On a day of largely distracting nonsense, Mrs White House, Brexit and Marmite added the sum total of nothing to human knowledge. But down in the Balkan bowels of Deutsche Bank, things aint wot they used to be even a week ago. The Slog analyses the who and why of it all.
In yesterday’s crop of controlling madness and hypocrisy, Mrs Obama said she was “rendered speechless” by what Trump said about fame, sex and Mrs Slocomb (has she never seen an Eddie Murphy movie?) S&P warned that a Hard Brexit will mean Britain’s place as a reserve currency being threatened (what will they do when the euro collapses, downgrade Draghi to cashier?) and the Tesco/Unilever Marmite crisis ended with the two gangs agreeing to join forces (the better to screw us all in future).
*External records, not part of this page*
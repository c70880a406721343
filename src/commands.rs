use std::fmt;
use std::str::SplitWhitespace;

use log::debug;
use page_table::Access;

use crate::{Context, Pfn, Pid, Switched, VmError, Vpn};

#[derive(Debug, Clone, Copy, PartialEq, Eq)]
pub enum Command {
    Alloc(Vpn, Access),
    Free(Vpn),
    Fault(Vpn, Access),
    Switch(Pid),
    Lookup(Vpn),
    Insert(Vpn, Pfn),
    Invalidate(Vpn),
    Flush,
}

#[derive(Debug, Clone, PartialEq, Eq)]
pub enum ParseError {
    UnrecognizedCommand(String),
    MissingArgument(&'static str),
    InvalidNumber(String),
    InvalidAccess(String),
    TrailingInput(String),
}

impl fmt::Display for ParseError {
    fn fmt(&self, f: &mut fmt::Formatter<'_>) -> fmt::Result {
        match self {
            ParseError::UnrecognizedCommand(word) => write!(f, "unrecognized command '{}'", word),
            ParseError::MissingArgument(name) => write!(f, "missing argument <{}>", name),
            ParseError::InvalidNumber(word) => write!(f, "'{}' is not a number", word),
            ParseError::InvalidAccess(word) => write!(f, "'{}' is not r or w", word),
            ParseError::TrailingInput(word) => write!(f, "unexpected '{}'", word),
        }
    }
}

/// Result of a successfully executed [`Command`].
#[derive(Debug, Clone, Copy, PartialEq, Eq)]
pub enum Outcome {
    Allocated(Pfn),
    Freed,
    Resolved,
    Switched(Switched),
    Translation(Option<Pfn>),
    Done,
}

impl fmt::Display for Outcome {
    fn fmt(&self, f: &mut fmt::Formatter<'_>) -> fmt::Result {
        match self {
            Outcome::Allocated(pfn) => write!(f, "allocated frame {}", pfn),
            Outcome::Freed => write!(f, "freed"),
            Outcome::Resolved => write!(f, "fault resolved"),
            Outcome::Switched(Switched::Resumed(pid)) => write!(f, "switched to pid {}", pid),
            Outcome::Switched(Switched::Forked(pid)) => write!(f, "forked pid {}", pid),
            Outcome::Translation(Some(pfn)) => write!(f, "tlb hit: frame {}", pfn),
            Outcome::Translation(None) => write!(f, "tlb miss"),
            Outcome::Done => write!(f, "ok"),
        }
    }
}

fn parse_access(word: &str) -> Result<Access, ParseError> {
    match word {
        "r" | "read" => Ok(Access::Read),
        "w" | "write" => Ok(Access::Write),
        other => Err(ParseError::InvalidAccess(other.to_string())),
    }
}

fn parse_number(word: &str) -> Result<u32, ParseError> {
    word.parse()
        .map_err(|_| ParseError::InvalidNumber(word.to_string()))
}

struct Args<'a> {
    words: SplitWhitespace<'a>,
}

impl<'a> Args<'a> {
    fn next(&mut self, name: &'static str) -> Result<&'a str, ParseError> {
        self.words.next().ok_or(ParseError::MissingArgument(name))
    }

    fn number(&mut self, name: &'static str) -> Result<u32, ParseError> {
        parse_number(self.next(name)?)
    }

    fn access(&mut self) -> Result<Access, ParseError> {
        parse_access(self.next("r|w")?)
    }

    fn finish(mut self) -> Result<(), ParseError> {
        match self.words.next() {
            Some(word) => Err(ParseError::TrailingInput(word.to_string())),
            None => Ok(()),
        }
    }
}

impl Command {
    /// Parses one line. Blank lines and `#` comments yield `None`.
    pub fn parse(line: &str) -> Result<Option<Command>, ParseError> {
        let line = match line.find('#') {
            Some(index) => &line[..index],
            None => line,
        };
        let mut words = line.split_whitespace();
        let keyword = match words.next() {
            Some(keyword) => keyword,
            None => return Ok(None),
        };
        let mut args = Args { words };
        let command = match keyword {
            "alloc" => Command::Alloc(args.number("vpn")?, args.access()?),
            "free" => Command::Free(args.number("vpn")?),
            "fault" => Command::Fault(args.number("vpn")?, args.access()?),
            "switch" => Command::Switch(args.number("pid")?),
            "lookup" => Command::Lookup(args.number("vpn")?),
            "insert" => Command::Insert(args.number("vpn")?, args.number("pfn")?),
            "invalidate" => Command::Invalidate(args.number("vpn")?),
            "flush" => Command::Flush,
            other => return Err(ParseError::UnrecognizedCommand(other.to_string())),
        };
        args.finish()?;
        Ok(Some(command))
    }

    pub fn execute<const PTES_PER_PAGE: usize, const NR_FRAMES: usize>(
        &self,
        ctx: &mut Context<PTES_PER_PAGE, NR_FRAMES>,
    ) -> Result<Outcome, VmError> {
        debug!("pid {}: {:?}", ctx.current_pid(), self);
        match *self {
            Command::Alloc(vpn, access) => ctx.allocate(vpn, access).map(Outcome::Allocated),
            Command::Free(vpn) => ctx.deallocate(vpn).map(|_| Outcome::Freed),
            Command::Fault(vpn, access) => ctx.handle_fault(vpn, access).map(|_| Outcome::Resolved),
            Command::Switch(pid) => ctx.request_process(pid).map(Outcome::Switched),
            Command::Lookup(vpn) => Ok(Outcome::Translation(ctx.lookup_translation(vpn))),
            Command::Insert(vpn, pfn) => {
                ctx.insert_translation(vpn, pfn);
                Ok(Outcome::Done)
            }
            Command::Invalidate(vpn) => {
                ctx.invalidate_translation(vpn);
                Ok(Outcome::Done)
            }
            Command::Flush => {
                ctx.flush_translations();
                Ok(Outcome::Done)
            }
        }
    }
}

/// One executed line of a script.
#[derive(Debug, Clone, PartialEq, Eq)]
pub struct Step {
    pub line: usize,
    pub command: Command,
    pub result: Result<Outcome, VmError>,
}

#[derive(Debug, Clone, PartialEq, Eq)]
pub struct ScriptError {
    pub line: usize,
    pub error: ParseError,
}

impl fmt::Display for ScriptError {
    fn fmt(&self, f: &mut fmt::Formatter<'_>) -> fmt::Result {
        write!(f, "line {}: {}", self.line, self.error)
    }
}

/// Parses the whole script, then executes it line by line.
///
/// A failing command is recorded in its [`Step`] and does not stop the
/// replay; a line that does not parse rejects the script before anything
/// runs.
pub fn replay<const PTES_PER_PAGE: usize, const NR_FRAMES: usize>(
    ctx: &mut Context<PTES_PER_PAGE, NR_FRAMES>,
    script: &str,
) -> Result<Vec<Step>, ScriptError> {
    let mut commands = Vec::new();
    for (index, line) in script.lines().enumerate() {
        let parsed = Command::parse(line).map_err(|error| ScriptError {
            line: index + 1,
            error,
        })?;
        if let Some(command) = parsed {
            commands.push((index + 1, command));
        }
    }

    Ok(commands
        .into_iter()
        .map(|(line, command)| Step {
            line,
            command,
            result: command.execute(ctx),
        })
        .collect())
}

#[cfg(test)]
mod tests {
    use std::fs::{self, File};
    use std::io::Write;

    use page_table::Access;
    use serial_test::serial;

    use super::*;
    use crate::FaultCause;

    static TEST_SCRIPT: &str = "test_script.vm";

    #[test]
    fn parse_commands() {
        assert_eq!(Command::parse("alloc 3 w"), Ok(Some(Command::Alloc(3, Access::Write))));
        assert_eq!(Command::parse("  fault 10 read "), Ok(Some(Command::Fault(10, Access::Read))));
        assert_eq!(Command::parse("switch 2 # fork"), Ok(Some(Command::Switch(2))));
        assert_eq!(Command::parse("insert 1 9"), Ok(Some(Command::Insert(1, 9))));
        assert_eq!(Command::parse("flush"), Ok(Some(Command::Flush)));
        assert_eq!(Command::parse("# comment"), Ok(None));
        assert_eq!(Command::parse(""), Ok(None));
    }

    #[test]
    fn parse_errors() {
        assert_eq!(
            Command::parse("map 1"),
            Err(ParseError::UnrecognizedCommand("map".to_string()))
        );
        assert_eq!(Command::parse("alloc 1"), Err(ParseError::MissingArgument("r|w")));
        assert_eq!(
            Command::parse("free x"),
            Err(ParseError::InvalidNumber("x".to_string()))
        );
        assert_eq!(
            Command::parse("alloc 1 rw"),
            Err(ParseError::InvalidAccess("rw".to_string()))
        );
        assert_eq!(
            Command::parse("flush now"),
            Err(ParseError::TrailingInput("now".to_string()))
        );
    }

    #[test]
    fn execute_commands() {
        let mut ctx = Context::<4, 8>::init();
        assert_eq!(Command::Alloc(0, Access::Write).execute(&mut ctx), Ok(Outcome::Allocated(0)));
        assert_eq!(Command::Insert(0, 0).execute(&mut ctx), Ok(Outcome::Done));
        assert_eq!(Command::Lookup(0).execute(&mut ctx), Ok(Outcome::Translation(Some(0))));
        assert_eq!(
            Command::Switch(1).execute(&mut ctx),
            Ok(Outcome::Switched(Switched::Forked(1)))
        );
        assert_eq!(Command::Lookup(0).execute(&mut ctx), Ok(Outcome::Translation(None)));
        assert_eq!(Command::Fault(0, Access::Write).execute(&mut ctx), Ok(Outcome::Resolved));
        assert_eq!(Command::Free(0).execute(&mut ctx), Ok(Outcome::Freed));
    }

    #[test]
    fn replay_keeps_going_after_failure() {
        let mut ctx = Context::<4, 8>::init();
        let steps = replay(&mut ctx, "alloc 0 r\nfault 0 w\n\nalloc 1 w\n").unwrap();
        assert_eq!(steps.len(), 3);
        assert_eq!(
            steps[1].result,
            Err(VmError::AccessViolation(FaultCause::WriteToReadOnly))
        );
        assert_eq!(steps[2].line, 4);
        assert_eq!(steps[2].result, Ok(Outcome::Allocated(1)));
    }

    #[test]
    fn replay_rejects_bad_script() {
        let mut ctx = Context::<4, 8>::init();
        let err = replay(&mut ctx, "alloc 0 r\nbogus\n").unwrap_err();
        assert_eq!(err.line, 2);
        assert_eq!(ctx.entry(0), Ok(None));
    }

    #[test]
    #[serial]
    fn replay_script_file() {
        let mut file = File::create(TEST_SCRIPT).unwrap();
        writeln!(file, "alloc 0 w").unwrap();
        writeln!(file, "alloc 1 r").unwrap();
        writeln!(file, "switch 1").unwrap();
        writeln!(file, "fault 0 w").unwrap();
        writeln!(file, "switch 0").unwrap();
        writeln!(file, "fault 0 w").unwrap();
        drop(file);

        let script = fs::read_to_string(TEST_SCRIPT).unwrap();
        let mut ctx = Context::<4, 8>::init();
        let steps = replay(&mut ctx, &script).unwrap();
        assert!(steps.iter().all(|step| step.result.is_ok()));
        assert_eq!(ctx.current_pid(), 0);
        let pte = ctx.entry(0).unwrap().unwrap();
        assert_eq!(pte.pfn, Some(0));
        assert!(pte.writable);
        assert_eq!(ctx.check_mapcounts(), Ok(()));
        fs::remove_file(TEST_SCRIPT).unwrap();
    }

    #[test]
    #[serial]
    fn replay_empty_script_file() {
        File::create(TEST_SCRIPT).unwrap();
        let script = fs::read_to_string(TEST_SCRIPT).unwrap();
        let mut ctx = Context::<4, 8>::init();
        assert_eq!(replay(&mut ctx, &script), Ok(vec![]));
        fs::remove_file(TEST_SCRIPT).unwrap();
    }
}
Meanwhile, back on Earth Reality Zone 1, the MSM pretty well entirely missed a change of tone in the debate about Deutsche Bank.
DB’s shares having risen 10% over the last three days, most hacks, multinats and traders have returned to their Day Job of making bad look good. This means that Germany’s biggest bank has now climbed back to being worth the same as our local Bureau de Poste.
But the Establishment narrative has begun to change.
Fully aware at last that bollocks are no longer going to cut it, CEO John Cryan dropped the line about steady restructuring, and enacted a blanket hiring freeze right across the bank. This is a Very Bad Sign because first, it’ll save a trickle of intermediary fees but not much else; second, there aren’t that many employees in the sector left who would risk working there anyway; and the ‘swingeing cuts’ one might have expected have been avoided because there would have been some eye-popping contractual costs involved.
This says to anyone awake that Mr Cryan knows every dollar of liquidity is vital.
Bloomberg TV anchor and part time cattle auctioneer Vonnie Quinn asked a bigwig yesterday whether Cryan’s job was safe. There was half-hearted talk of “we have to give the guy a chance” and some wrinkled noses. Later, Vonnie asked a former federal regulation high-up what she felt about Deutsche Bank. The regulator’s hesitation could perhaps be explained by the fact that Vonnie asked the question in under 1.65 seconds, but it was nevertheless noticeable that the official took a deep breath before saying, “Well, we’ve all known for some time that Deutsche is the weak link. It’s business model makes no allowance for the onset of bad times, so, you know – what can I say?”
Online, a good Bloomberg piece by Mark Gilbert pointed out clinically that, while Draghi’s eurozone QE had meant the cost of banks wanting to borrow money had gone down, Deutsche’s had shot up. ‘….while Deutsche Bank has been reporting a higher funding cost than the consensus for the past couple of years, the gap has more than doubled from five basis points at the beginning of this year to between 11 and 14 basis points in recent months,’ writes Mr Gilbert.
So while Moody’s still rates the bank A3, it’s hard to see why: in sharp-end terms, DB’s borrowing is now the most expensive in the eurozone – bar none.
But the bank is still issuing debt like the clappers: two days ago, it raised an additional $1.5 billion worth of debt, having raised $3 billion last week. On average, Deutsche is offering more than double the yield today that it had to cough up a year ago. This is not my idea of cost-cutting: but it is a sign of waning faith. With not much hope yet, it can’t be long before the bank starts to need charity.
Professional opinion is unanimous, however, that such isn’t going to be forthcoming from public share issues. “It would be expensive for Deutsche Bank to go to the public market for debt issuance now because it has to pay a significant premium and that may shake confidence among investors,” said Ben Sy, head of fixed income, currencies at JPMorgan Chase in Hong Kong.
Ben is making a key point there: it’s not just the premium they’d have to pay: Deutsche’s liquidity is umbilically connected to its share price: if the latter chutes again, the former collapses like a 9/11 skyscraper.
Just instituting the hiring freeze lopped 2.5% off the price on the NYSE yesterday during the afternoon CET time:
The pretty obvious point I’m making here is that, whereas at the beginning of last week it was Don’t Mention the Fine Scam on all fronts, today it’s looking more and more like expectation management.
What happens now is going to hinge on how several doors swing:
However, recent history offers us some clues as to likely outcomes. Right now, Deutsche is morphing into a bank with the business model of Northern Rock and the borrowing credentials of Lehman. I sense that a denialist, overconfident approach to the situation now could set off the sort of nuclear domino chain of collapse nobody inside the 3% bubble wants. And I sense that most of them know this.
But some of the BSDs are unable to grasp that there is no such thing as a gradual panic. Most of them live in Brussels, Berlin, and Frankfurt. They were caught napping by 2008, the Greek “bailout” requirement, rate cuts, the eurozone recession, the failure of austerity and the post-Syrian disaster of migration. Their name is the European Commission in its varied by universally useless forms.
Only America is going to fix this, because only America has the motivation, the money and so much invested in No problems please, we’re tryin’ ter get elected.